望むものは…(沢村葵)。
14才の時で階段から落ちて頭をぶつけた時に、長岡美鈴と言うもう一人の私の存在を思い出した。
美鈴はごく一般的な家庭に生まれた女の子だった。女子高に通っていて彼氏もいて両親に愛されて弟は生意気だけど私の作るお菓子が大好きで……、あぁ、私(美鈴)は死んだんだぁ。
今は沢村葵と言う14才の女の子。沢村建設って謂う会社のお嬢様。結構大きな会社らしい。両親は忙しくてあまり会えない。でも、優しい人達。

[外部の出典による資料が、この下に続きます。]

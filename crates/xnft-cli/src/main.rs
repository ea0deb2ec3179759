use anyhow::Result;
use clap::Parser;
use tracing_subscriber::{layer::SubscriberExt, util::SubscriberInitExt, EnvFilter};

mod args;
mod cmd;
mod output;
mod solana;

fn init_tracing(json: bool) {
    let filter = EnvFilter::try_from_default_env().unwrap_or_else(|_| EnvFilter::new("warn"));
    let registry = tracing_subscriber::registry().with(filter);
    if json {
        registry
            .with(tracing_subscriber::fmt::layer().json().with_writer(std::io::stderr))
            .init();
    } else {
        registry
            .with(tracing_subscriber::fmt::layer().with_writer(std::io::stderr))
            .init();
    }
}

#[tokio::main]
async fn main() -> Result<()> {
    let cli = args::Cli::parse();
    output::init(cli.json);
    init_tracing(cli.json);

    cmd::dispatch(cli).await
}
//! Address derivation for the xNFT program.
//!
//! Every derivation is a pure function of its seeds and the owning program id.
//! Seeds are length-checked before hashing so an oversized name fails with
//! `InvalidSeed` here instead of as a failed transaction.

use solana_program::pubkey::Pubkey;
use tracing::debug;
use xnft_core::constants::{
    ASSOCIATED_TOKEN_PROGRAM_ID, MAX_SEED_LEN, SEED_ACCESS, SEED_EDITION, SEED_INSTALL,
    SEED_METADATA, SEED_MINT, SEED_REVIEW, SEED_XNFT, TOKEN_METADATA_PROGRAM_ID, TOKEN_PROGRAM_ID,
};
use xnft_core::{XnftError, XnftResult};

/// Addresses that hang off a single master mint.
#[derive(Debug, Clone, Copy, PartialEq, Eq)]
pub struct XnftPdas {
    pub xnft: (Pubkey, u8),
    pub master_metadata: (Pubkey, u8),
    pub master_edition: (Pubkey, u8),
}

/// Find the first off-curve address for `seeds` under `program_id`.
pub fn derive(seeds: &[&[u8]], program_id: &Pubkey) -> XnftResult<(Pubkey, u8)> {
    for seed in seeds {
        if seed.len() > MAX_SEED_LEN {
            return Err(XnftError::InvalidSeed {
                seed: String::from_utf8_lossy(seed).into_owned(),
                len: seed.len(),
                max: MAX_SEED_LEN,
            });
        }
    }

    Pubkey::try_find_program_address(seeds, program_id)
        .ok_or_else(|| XnftError::invalid_argument("no off-curve address exists for these seeds"))
}

/// Master mint of an App xNFT: `"mint" ‖ publisher ‖ name`.
pub fn derive_master_mint(
    program_id: &Pubkey,
    name: &str,
    publisher: &Pubkey,
) -> XnftResult<(Pubkey, u8)> {
    let out = derive(&[SEED_MINT, publisher.as_ref(), name.as_bytes()], program_id)?;
    debug!(name, publisher = %publisher, master_mint = %out.0, "derived master mint");
    Ok(out)
}

/// The xNFT record: `"xnft" ‖ master_mint`.
pub fn derive_xnft(program_id: &Pubkey, master_mint: &Pubkey) -> XnftResult<(Pubkey, u8)> {
    derive(&[SEED_XNFT, master_mint.as_ref()], program_id)
}

/// Install record: `"install" ‖ authority ‖ xnft`.
pub fn derive_install(
    program_id: &Pubkey,
    authority: &Pubkey,
    xnft: &Pubkey,
) -> XnftResult<(Pubkey, u8)> {
    derive(&[SEED_INSTALL, authority.as_ref(), xnft.as_ref()], program_id)
}

/// Review record: `"review" ‖ xnft ‖ author`.
pub fn derive_review(
    program_id: &Pubkey,
    xnft: &Pubkey,
    author: &Pubkey,
) -> XnftResult<(Pubkey, u8)> {
    derive(&[SEED_REVIEW, xnft.as_ref(), author.as_ref()], program_id)
}

/// Access record: `"access" ‖ wallet ‖ xnft`.
pub fn derive_access(
    program_id: &Pubkey,
    wallet: &Pubkey,
    xnft: &Pubkey,
) -> XnftResult<(Pubkey, u8)> {
    derive(&[SEED_ACCESS, wallet.as_ref(), xnft.as_ref()], program_id)
}

/// Token-metadata record of a mint.
pub fn derive_metadata(mint: &Pubkey) -> XnftResult<(Pubkey, u8)> {
    derive(
        &[SEED_METADATA, TOKEN_METADATA_PROGRAM_ID.as_ref(), mint.as_ref()],
        &TOKEN_METADATA_PROGRAM_ID,
    )
}

/// Master edition record of a mint.
pub fn derive_master_edition(mint: &Pubkey) -> XnftResult<(Pubkey, u8)> {
    derive(
        &[
            SEED_METADATA,
            TOKEN_METADATA_PROGRAM_ID.as_ref(),
            mint.as_ref(),
            SEED_EDITION,
        ],
        &TOKEN_METADATA_PROGRAM_ID,
    )
}

/// Associated token account of `wallet` for `mint`.
pub fn derive_associated_token(wallet: &Pubkey, mint: &Pubkey) -> XnftResult<Pubkey> {
    derive(
        &[wallet.as_ref(), TOKEN_PROGRAM_ID.as_ref(), mint.as_ref()],
        &ASSOCIATED_TOKEN_PROGRAM_ID,
    )
    .map(|(address, _)| address)
}

/// Collect the addresses most flows need for a master mint.
pub fn pdas_for_mint(program_id: &Pubkey, master_mint: &Pubkey) -> XnftResult<XnftPdas> {
    Ok(XnftPdas {
        xnft: derive_xnft(program_id, master_mint)?,
        master_metadata: derive_metadata(master_mint)?,
        master_edition: derive_master_edition(master_mint)?,
    })
}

だって、私が怪我をしたって聞いたらしく二人供すぐに駆けつけてくれた。ママは、暫くお仕事をお休みするって言ってくれたから。
ママはお医者さん。ママのお父さんの病院で小児科医をしてるの。結婚前から働いていたんだって。友達のお見舞いに来たパパが階段から落ちてママのお世話になったらしいの。
お見舞いに行ったのにお医者さんにお世話になったって今でもママは幸せそうに笑うの。
パパの一目惚れ。働いているママが大好きなんだって。私にも好きな事をして良いって何時も言ってくれる。
だからいつか私もそんな恋がしてみたいって思ってた。そうしたら、高校の入学式の時に鷹斗先輩に会ったの。
どこか寂しそうに桜の木を眺めてた。その姿がとても印象的で心に残った。今にも消えてしまいそうだったから。だから思わず綺麗ですねって声を掛けてたんだ。
驚いた顔をして辛そうに笑ってくれたんだ。そんな顔をして欲しくなくて色んな事を話しかけてた。
多分、一目惚れだったんだと思う。
辛そうな笑顔じゃなくて楽しそうに笑ってくれる様になって本当に嬉しかった。
頭を撫でてくれる事が、一緒にいる時間を作ってくれる事が幸せだった。
…側にいられるだけで良かったのに。それだけじゃ、満足出来なくなって。どんどん我儘になっていく自分を知られなくて、心から笑えなくなってた。
たって、鷹斗先輩は私の名前を呼んでくれない。
ただ、先輩も苦しそうに笑うだけ。
自惚れてもいいのかな。信じて見ても良いのかな。私と同じ気持ちでいてくれるって。
だから鷹斗先輩が初めて名前を呼んでくれた時、私と居る未来を選んでくれた時に一緒に乗り越えたいって思えた。
それがどれだけ傲慢で愚かな行為かも気付く事も出来ないままあの日を迎えてしまった。